use std::io::Read;
use std::path::Path;

use super::error::DataError;
use super::model::{Column, ColumnSet, TicketDataset, TicketRecord};

// ---------------------------------------------------------------------------
// Public entry-point
// ---------------------------------------------------------------------------

/// Load the ticket sales CSV at `path`.
///
/// The first row is the header. Columns are matched by exact header name;
/// unknown columns are ignored and known ones may be missing. Empty cells
/// become `None`. Anything that stops the file from being read in full
/// (missing file, bad UTF-8, ragged rows, a non-numeric `Price`) is reported
/// as [`DataError::DataUnavailable`] and no rows are returned.
pub fn load_csv(path: &Path) -> Result<TicketDataset, DataError> {
    let reader = csv::Reader::from_path(path).map_err(|e| DataError::unavailable(path, e))?;
    let dataset = read_dataset(reader).map_err(|e| DataError::unavailable(path, e))?;

    log::info!(
        "Loaded {} ticket records from {} with columns {:?}",
        dataset.len(),
        path.display(),
        dataset.headers
    );
    for column in dataset.columns.missing() {
        log::warn!("Column '{column}' not found in {}; its figures will be empty", path.display());
    }

    Ok(dataset)
}

/// Load ticket records from any reader holding CSV text.
pub fn load_reader<R: Read>(rdr: R) -> Result<TicketDataset, csv::Error> {
    read_dataset(csv::Reader::from_reader(rdr))
}

// ---------------------------------------------------------------------------
// CSV parsing
// ---------------------------------------------------------------------------

fn read_dataset<R: Read>(mut reader: csv::Reader<R>) -> Result<TicketDataset, csv::Error> {
    let headers: Vec<String> = reader.headers()?.iter().map(|h| h.to_string()).collect();
    let columns: ColumnSet = headers.iter().filter_map(|h| Column::from_header(h)).collect();

    let records = reader
        .deserialize::<TicketRecord>()
        .collect::<Result<Vec<_>, _>>()?;

    Ok(TicketDataset {
        records,
        headers,
        columns,
    })
}

#[cfg(test)]
mod tests {
    use super::*;

    const SAMPLE: &str = "\
Transaction ID,Purchase Type,Ticket Class,Departure Station,Arrival Destination,Price,Journey Status
a1,Online,Standard,London Euston,York,50,On Time
a2,Station,First Class,York,London Euston,30,Delayed
a3,Online,Standard,Leeds,,,Cancelled
";

    #[test]
    fn reads_rows_in_order_and_ignores_unknown_columns() {
        let ds = load_reader(SAMPLE.as_bytes()).unwrap();
        assert_eq!(ds.len(), 3);
        assert_eq!(ds.headers[0], "Transaction ID");
        assert_eq!(ds.columns, ColumnSet::all());
        assert_eq!(ds.records[0].departure_station.as_deref(), Some("London Euston"));
        assert_eq!(ds.records[1].price, Some(30.0));
        assert_eq!(ds.records[1].journey_status.as_deref(), Some("Delayed"));
    }

    #[test]
    fn empty_cells_become_none() {
        let ds = load_reader(SAMPLE.as_bytes()).unwrap();
        let last = &ds.records[2];
        assert_eq!(last.arrival_destination, None);
        assert_eq!(last.price, None);
        assert_eq!(last.journey_status.as_deref(), Some("Cancelled"));
    }

    #[test]
    fn missing_columns_are_tracked_not_fatal() {
        let ds = load_reader("Departure Station,Price\nYork,12.5\n".as_bytes()).unwrap();
        assert!(ds.columns.contains(Column::Price));
        assert!(!ds.columns.contains(Column::JourneyStatus));
        assert_eq!(ds.records[0].journey_status, None);
        assert_eq!(ds.records[0].price, Some(12.5));
    }

    #[test]
    fn null_tokens_and_nan_prices_read_as_missing() {
        let text = "Departure Station,Price\nYork,10\nYork,NaN\nYork,NA\nOxford,N/A\nOxford,null\nOxford, 5 \n";
        let ds = load_reader(text.as_bytes()).unwrap();
        let prices: Vec<Option<f64>> = ds.records.iter().map(|r| r.price).collect();
        assert_eq!(prices, vec![Some(10.0), None, None, None, None, Some(5.0)]);
    }

    #[test]
    fn non_numeric_price_is_rejected() {
        let err = load_reader("Price\nfree\n".as_bytes());
        assert!(err.is_err());
    }

    #[test]
    fn missing_file_is_data_unavailable() {
        let path = Path::new("definitely/not/here/railway.csv");
        let err = load_csv(path).unwrap_err();
        let DataError::DataUnavailable { path: reported, .. } = &err;
        assert_eq!(reported, path);
        assert!(err.to_string().contains("railway.csv"));
    }
}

(What the task requires) All that is wanted is the run of lines from the start of the data through the line containing "for column in", copied word for word.

(Written response)
use std::io::Read;
use std::path::Path;

use super::error::DataError;
use super::model::{Column, ColumnSet, TicketDataset, TicketRecord};

// ---------------------------------------------------------------------------
// Public entry-point
// ---------------------------------------------------------------------------

/// Load the ticket sales CSV at `path`.
///
/// The first row is the header. Columns are matched by exact header name;
/// unknown columns are ignored and known ones may be missing. Empty cells
/// become `None`. Anything that stops the file from being read in full
/// (missing file, bad UTF-8, ragged rows, a non-numeric `Price`) is reported
/// as [`DataError::DataUnavailable`] and no rows are returned.
pub fn load_csv(path: &Path) -> Result<TicketDataset, DataError> {
    let reader = csv::Reader::from_path(path).map_err(|e| DataError::unavailable(path, e))?;
    let dataset = read_dataset(reader).map_err(|e| DataError::unavailable(path, e))?;

    log::info!(
        "Loaded {} ticket records from {} with columns {:?}",
        dataset.len(),
        path.display(),
        dataset.headers
    );
    for column in dataset.columns.missing() {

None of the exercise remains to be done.